## What the exercise asks
Read the records below. Copy each line where the string "async" occurs.

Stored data
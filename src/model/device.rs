use chrono::{DateTime, Utc};
use serde::{Deserialize, Serialize};
use utoipa::ToSchema;

/// An enrolled browser/device combination. Authorization is granted by
/// inserting or reactivating a row, revoked by deactivating it.
#[derive(Debug, Serialize, Deserialize, sqlx::FromRow, ToSchema)]
pub struct AuthorizedDevice {
    #[schema(example = 1)]
    pub id: u64,
    #[schema(example = "3f6c1a09be7d4e21a8f0c5d2e9b74631a2c8f05d6e9b13472c5a8d0e1f6b3947")]
    pub fingerprint: String,
    #[schema(example = "Front desk PC")]
    pub label: String,
    pub user_agent: String,
    #[schema(example = "1920x1080x24")]
    pub screen: String,
    #[schema(example = "America/Mexico_City")]
    pub timezone: String,
    #[schema(example = "es-MX")]
    pub language: String,
    #[schema(example = "Linux x86_64")]
    pub platform: String,
    #[schema(example = 8)]
    pub hardware_concurrency: u32,
    #[schema(example = json!(8.0), nullable = true)]
    pub device_memory: Option<f64>,
    #[schema(example = 24)]
    pub color_depth: u32,
    #[schema(example = json!(1.0))]
    pub pixel_ratio: f64,
    #[schema(example = true)]
    pub is_active: bool,
    #[schema(example = "2025-03-10T15:00:00Z", value_type = String, format = "date-time")]
    pub created_at: DateTime<Utc>,
}
use anyhow::Result;
use futures_util::StreamExt;
use moka::future::Cache;
use once_cell::sync::Lazy;
use sqlx::MySqlPool;
use std::time::Duration;

/// true  => login name is TAKEN
/// false => login name is AVAILABLE (usually we store only taken)
pub static LOGIN_NAME_CACHE: Lazy<Cache<String, bool>> = Lazy::new(|| {
    Cache::builder()
        .max_capacity(100_000)
        .time_to_live(Duration::from_secs(86400)) // 24h TTL
        .build()
});

/// Mark a single login name as taken
pub async fn mark_taken(username: &str) {
    LOGIN_NAME_CACHE.insert(username.to_lowercase(), true).await;
}

/// Check if a login name is taken
pub async fn is_taken(username: &str) -> bool {
    LOGIN_NAME_CACHE
        .get(&username.to_lowercase())
        .await
        .unwrap_or(false)
}

/// Batch mark login names as taken
async fn batch_mark(usernames: &[String]) {
    let futures: Vec<_> = usernames
        .iter()
        .map(|u| LOGIN_NAME_CACHE.insert(u.to_lowercase(), true))
        .collect();

    futures::future::join_all(futures).await;
}

/// Load every existing login name into the in-memory cache (batched). The
/// account table is small enough to warm in full.
pub async fn warmup_username_cache(pool: &MySqlPool, batch_size: usize) -> Result<()> {
    let mut stream = sqlx::query_as::<_, (String,)>("SELECT username FROM users").fetch(pool);

    let mut batch = Vec::with_capacity(batch_size);
    let mut total_count = 0usize;

    while let Some(row) = stream.next().await {
        let (username,) = row?;
        batch.push(username);
        total_count += 1;

        if batch.len() >= batch_size {
            batch_mark(&batch).await;
            batch.clear();
        }
    }

    if !batch.is_empty() {
        batch_mark(&batch).await;
    }

    log::info!("Login-name cache warmup complete: {} accounts", total_count);

    Ok(())
}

## Written reply
pub async fn mark_taken(username: &str) {
pub async fn is_taken(username: &str) -> bool {
async fn batch_mark(usernames: &[String]) {
pub async fn warmup_username_cache(pool: &MySqlPool, batch_size: usize) -> Result<()> {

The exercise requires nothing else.